- **Data for processing**:
________________________
//! Tower Duel Server - authoritative round server for lockstep tower defense
//!
//! This is the main entry point for the game server. It handles:
//! - WebSocket match streams for round events
//! - HTTP endpoints for builds, unit sends and round acks
//! - Graceful shutdown on Ctrl+C / SIGTERM

use tracing::info;
use tracing_subscriber::{layer::SubscriberExt, util::SubscriberInitExt};

use tower_duel_server::config::Config;
use tower_duel_server::server;

#[tokio::main]
async fn main() -> anyhow::Result<()> {
    // Load environment variables
    dotenvy::dotenv().ok();

    let config = Config::from_env()?;

    init_tracing(&config.log_level);

    info!("Server address: {}", config.server_addr);

    let handle = server::serve(config).await?;

    shutdown_signal().await;
    handle.stop().await?;

    Ok(())
}

/// Initialize tracing/logging
fn init_tracing(log_level: &str) {
    let env_filter = tracing_subscriber::EnvFilter::try_from_default_env()
        .unwrap_or_else(|_| tracing_subscriber::EnvFilter::new(log_level));

    tracing_subscriber::registry()
        .with(env_filter)
        .with(tracing_subscriber::fmt::layer().with_target(true))
        .init();
}

/// Graceful shutdown signal handler
async fn shutdown_signal() {
    let ctrl_c = async {
        tokio::signal::ctrl_c()
            .await
            .expect("Failed to install Ctrl+C handler");
    };

    #[cfg(unix)]
    let terminate = async {
        tokio::signal::unix::signal(tokio::signal::unix::SignalKind::terminate())
            .expect("Failed to install signal handler")
            .recv()
            .await;
    };

    #[cfg(not(unix))]
    let terminate = std::future::pending::<()>();

    tokio::select! {
        _ = ctrl_c => {
            info!("Received Ctrl+C, starting graceful shutdown");
        }
        _ = terminate => {
            info!("Received terminate signal, starting graceful shutdown");
        }
    }
}
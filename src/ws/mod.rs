//! Client stream: wire protocol and WebSocket session handling

pub mod handler;
pub mod protocol;
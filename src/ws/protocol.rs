//! WebSocket protocol message definitions
//! These are the wire types for client-server communication, plus the
//! simulation snapshot shapes both sides run the deterministic replay from.

use std::fmt;

use serde::{Deserialize, Serialize};
use uuid::Uuid;

/// The two seats of a match. Serialized as the literal strings "A" and "B".
#[derive(Debug, Clone, Copy, PartialEq, Eq, Hash, PartialOrd, Ord, Serialize, Deserialize)]
pub enum PlayerId {
    /// Left side of the map
    #[serde(rename = "A")]
    A,
    /// Right side of the map
    #[serde(rename = "B")]
    B,
}

impl PlayerId {
    pub const ALL: [PlayerId; 2] = [PlayerId::A, PlayerId::B];

    /// The other seat
    pub fn opponent(self) -> Self {
        match self {
            Self::A => Self::B,
            Self::B => Self::A,
        }
    }

    /// Stable array index (A = 0, B = 1)
    pub fn index(self) -> usize {
        match self {
            Self::A => 0,
            Self::B => 1,
        }
    }

    pub fn as_str(self) -> &'static str {
        match self {
            Self::A => "A",
            Self::B => "B",
        }
    }
}

impl fmt::Display for PlayerId {
    fn fmt(&self, f: &mut fmt::Formatter<'_>) -> fmt::Result {
        f.write_str(self.as_str())
    }
}

/// A tower captured into a snapshot
#[derive(Debug, Clone, PartialEq, Serialize, Deserialize)]
pub struct TowerSpec {
    pub player_id: PlayerId,
    /// Key into the tower stats table
    pub tower_type: String,
    /// Pixel-space centre X
    pub position_x: f64,
    /// Pixel-space centre Y
    pub position_y: f64,
    pub level: u32,
}

/// A unit queued to spawn in the next combat
#[derive(Debug, Clone, PartialEq, Eq, Serialize, Deserialize)]
pub struct UnitSpec {
    pub player_id: PlayerId,
    /// Key into the unit stats table
    pub unit_type: String,
    /// Route number (>= 1)
    pub route: u32,
    /// Tick the unit enters the map. Zero means "not yet scheduled".
    #[serde(default)]
    pub spawn_tick: u32,
}

/// Immutable input for one round of combat
#[derive(Debug, Clone, PartialEq, Serialize, Deserialize)]
pub struct SimulationData {
    pub tick_rate: u32,
    pub towers: Vec<TowerSpec>,
    pub units: Vec<UnitSpec>,
}

/// A single entry of a SendUnits request
#[derive(Debug, Clone, PartialEq, Eq, Serialize, Deserialize)]
pub struct UnitRequest {
    pub unit_type: String,
    pub route: u32,
}

/// Per-player deltas produced by one round of combat
#[derive(Debug, Clone, Copy, Default, PartialEq, Eq, Serialize, Deserialize)]
pub struct RoundResult {
    pub round_number: u32,
    pub lives_lost_player_a: u32,
    pub lives_lost_player_b: u32,
    pub gold_earned_player_a: u32,
    pub gold_earned_player_b: u32,
}

impl RoundResult {
    pub fn lives_lost(&self, player: PlayerId) -> u32 {
        match player {
            PlayerId::A => self.lives_lost_player_a,
            PlayerId::B => self.lives_lost_player_b,
        }
    }

    pub fn gold_earned(&self, player: PlayerId) -> u32 {
        match player {
            PlayerId::A => self.gold_earned_player_a,
            PlayerId::B => self.gold_earned_player_b,
        }
    }
}

/// Authoritative economy totals, sent so clients can correct drift
#[derive(Debug, Clone, Copy, Default, PartialEq, Eq, Serialize, Deserialize)]
pub struct PlayerTotals {
    pub gold_player_a: u32,
    pub gold_player_b: u32,
    pub lives_player_a: u32,
    pub lives_player_b: u32,
}

impl PlayerTotals {
    pub fn gold(&self, player: PlayerId) -> u32 {
        match player {
            PlayerId::A => self.gold_player_a,
            PlayerId::B => self.gold_player_b,
        }
    }

    pub fn lives(&self, player: PlayerId) -> u32 {
        match player {
            PlayerId::A => self.lives_player_a,
            PlayerId::B => self.lives_player_b,
        }
    }
}

/// Round lifecycle phase
#[derive(Debug, Clone, Copy, PartialEq, Eq, Serialize, Deserialize)]
#[serde(rename_all = "snake_case")]
pub enum RoundPhase {
    /// Builds and unit sends are accepted
    Preparation,
    /// Deterministic combat is being resolved
    Combat,
    /// Waiting for both clients to finish their local replay
    AwaitingAcks,
    /// Authoritative result is being revealed
    ResultBroadcast,
}

/// Messages sent from client to server over the match stream
#[derive(Debug, Clone, Serialize, Deserialize)]
#[serde(tag = "type", rename_all = "snake_case")]
pub enum ClientMsg {
    /// Ping for latency measurement
    Ping {
        /// Client timestamp
        t: u64,
    },

    /// Leave the queue or forfeit the current match
    Leave,
}

/// Messages sent from server to client over the match stream
#[derive(Debug, Clone, Serialize, Deserialize)]
#[serde(tag = "type", rename_all = "snake_case")]
pub enum ServerMsg {
    /// Welcome message after connection
    Welcome {
        client_id: Uuid,
        server_time: u64,
    },

    /// Matchmaking progress
    QueueUpdate {
        message: String,
    },

    /// Paired with an opponent
    MatchFound {
        match_id: Uuid,
        /// Seat assigned to the receiving client
        player_id: PlayerId,
        opponent_name: String,
        /// Initial (empty) snapshot carrying the tick rate and castles
        snapshot: SimulationData,
        totals: PlayerTotals,
    },

    /// Round lifecycle transition
    PhaseChanged {
        phase: RoundPhase,
        round_number: u32,
    },

    /// Combat begins; clients replay this snapshot locally
    RoundStart {
        round_number: u32,
        snapshot: SimulationData,
    },

    /// The opponent placed a tower
    TowerPlaced {
        tower: TowerSpec,
    },

    /// Authoritative outcome of a round
    RoundResult {
        result: RoundResult,
        totals: PlayerTotals,
    },

    /// The opponent left; the receiver wins
    OpponentDisconnected {
        winner: PlayerId,
        message: String,
    },

    /// A player ran out of lives
    GameOver {
        winner: Option<PlayerId>,
        reason: String,
    },

    /// Error message
    Error {
        code: String,
        message: String,
    },

    /// Pong response
    Pong {
        /// Echo back client timestamp
        t: u64,
    },
}
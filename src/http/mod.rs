//! HTTP surface: health, state, and unary game actions

pub mod routes;

pub use routes::{build_router, AppError};
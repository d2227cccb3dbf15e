//! Matchmaking: waiting queue and pairing loop

pub mod queue;
pub mod service;

pub use queue::MatchmakingQueue;
pub use service::MatchmakingService;
//! WebSocket upgrade handler: the per-client match event stream

use std::time::Duration;

use axum::{
    extract::{
        ws::{Message, WebSocket, WebSocketUpgrade},
        Query, State,
    },
    response::Response,
};
use futures::stream::{SplitSink, SplitStream};
use futures::{SinkExt, StreamExt};
use serde::Deserialize;
use tokio::sync::mpsc;
use tracing::{debug, error, info, warn};

use crate::app::AppState;
use crate::game::ClientHandle;
use crate::util::rate_limit::{create_limiter, ACTION_RATE_LIMIT};
use crate::ws::protocol::{ClientMsg, ServerMsg};

/// A write that takes longer than this marks the session as lagging
const SEND_TIMEOUT: Duration = Duration::from_secs(5);

const MAX_NAME_LEN: usize = 32;

/// Query parameters for WebSocket connection
#[derive(Debug, Deserialize)]
pub struct WsQuery {
    /// Display name shown to the opponent
    pub name: Option<String>,
}

impl WsQuery {
    fn display_name(&self) -> String {
        let name: String = self
            .name
            .as_deref()
            .map(str::trim)
            .unwrap_or_default()
            .chars()
            .take(MAX_NAME_LEN)
            .collect();
        if name.is_empty() {
            "Player".to_string()
        } else {
            name
        }
    }
}

/// WebSocket upgrade handler
pub async fn ws_handler(
    ws: WebSocketUpgrade,
    Query(query): Query<WsQuery>,
    State(state): State<AppState>,
) -> Response {
    let name = query.display_name();
    ws.on_upgrade(move |socket| handle_socket(socket, name, state))
}

/// Handle the upgraded WebSocket connection
async fn handle_socket(socket: WebSocket, name: String, state: AppState) {
    let (ws_sink, ws_stream) = socket.split();

    // Welcome and queue status are the first two events in the outbox
    let (handle, outbox) = state.matchmaking.register_client(name).await;
    let client_id = handle.client_id;

    run_session(&handle, ws_sink, ws_stream, outbox).await;

    state.matchmaking.disconnect(client_id).await;
    info!(client_id = %client_id, "WebSocket connection closed");
}

/// Pump the outbox to the socket while reading client frames
async fn run_session(
    handle: &ClientHandle,
    mut ws_sink: SplitSink<WebSocket, Message>,
    mut ws_stream: SplitStream<WebSocket>,
    mut outbox: mpsc::UnboundedReceiver<ServerMsg>,
) {
    let client_id = handle.client_id;

    // Writer owns the outbox; dropping it marks the client as gone
    let mut writer = tokio::spawn(async move {
        while let Some(msg) = outbox.recv().await {
            match tokio::time::timeout(SEND_TIMEOUT, send_msg(&mut ws_sink, &msg)).await {
                Ok(Ok(())) => {}
                Ok(Err(e)) => {
                    debug!(client_id = %client_id, error = %e, "WebSocket send failed");
                    break;
                }
                Err(_) => {
                    warn!(client_id = %client_id, "Client lagging, dropping session");
                    break;
                }
            }
        }
        let _ = ws_sink.close().await;
    });

    let limiter = create_limiter(ACTION_RATE_LIMIT);
    let reader = async {
        while let Some(result) = ws_stream.next().await {
            match result {
                Ok(Message::Text(text)) => {
                    if limiter.check().is_err() {
                        warn!(client_id = %client_id, "Rate limited stream message");
                        continue;
                    }
                    match serde_json::from_str::<ClientMsg>(&text) {
                        Ok(ClientMsg::Ping { t }) => {
                            handle.push(ServerMsg::Pong { t });
                        }
                        Ok(ClientMsg::Leave) => {
                            info!(client_id = %client_id, "Client left");
                            break;
                        }
                        Err(e) => {
                            warn!(client_id = %client_id, error = %e, "Failed to parse client message");
                            handle.push(ServerMsg::Error {
                                code: "bad_message".to_string(),
                                message: "Unrecognised message".to_string(),
                            });
                        }
                    }
                }
                Ok(Message::Binary(_)) => {
                    warn!(client_id = %client_id, "Received binary message, ignoring");
                }
                Ok(Message::Ping(_)) | Ok(Message::Pong(_)) => {}
                Ok(Message::Close(_)) => {
                    info!(client_id = %client_id, "Client initiated close");
                    break;
                }
                Err(e) => {
                    error!(client_id = %client_id, error = %e, "WebSocket error");
                    break;
                }
            }
        }
    };

    tokio::select! {
        _ = &mut writer => {}
        _ = reader => {}
    }
    writer.abort();
}

/// Send a message over WebSocket
async fn send_msg(sink: &mut SplitSink<WebSocket, Message>, msg: &ServerMsg) -> Result<(), String> {
    let json = serde_json::to_string(msg).map_err(|e| e.to_string())?;
    sink.send(Message::Text(json))
        .await
        .map_err(|e| e.to_string())
}

#[cfg(test)]
mod tests {
    use super::*;

    #[test]
    fn display_name_is_trimmed_and_defaulted() {
        let query = WsQuery {
            name: Some("  alice  ".to_string()),
        };
        assert_eq!(query.display_name(), "alice");
        assert_eq!(WsQuery { name: None }.display_name(), "Player");
        assert_eq!(
            WsQuery {
                name: Some("x".repeat(100))
            }
            .display_name()
            .len(),
            MAX_NAME_LEN
        );
    }
}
________________________
- **Activity**:
Everything from the line with "tracing_subscriber::registry()" through the line with "protocol message definitions" in the listing above must be retyped exactly, with nothing added.

- **Answer box**:
    tracing_subscriber::registry()
        .with(env_filter)
        .with(tracing_subscriber::fmt::layer().with_target(true))
        .init();
}

/// Graceful shutdown signal handler
async fn shutdown_signal() {
    let ctrl_c = async {
        tokio::signal::ctrl_c()
            .await
            .expect("Failed to install Ctrl+C handler");
    };

    #[cfg(unix)]
    let terminate = async {
        tokio::signal::unix::signal(tokio::signal::unix::SignalKind::terminate())
            .expect("Failed to install signal handler")
            .recv()
            .await;
    };

    #[cfg(not(unix))]
    let terminate = std::future::pending::<()>();

    tokio::select! {
        _ = ctrl_c => {
            info!("Received Ctrl+C, starting graceful shutdown");
        }
        _ = terminate => {
            info!("Received terminate signal, starting graceful shutdown");
        }
    }
}
filename src/ws/mod.rs
//! Client stream: wire protocol and WebSocket session handling

pub mod handler;
pub mod protocol;
filename src/ws/protocol.rs
//! WebSocket protocol message definitions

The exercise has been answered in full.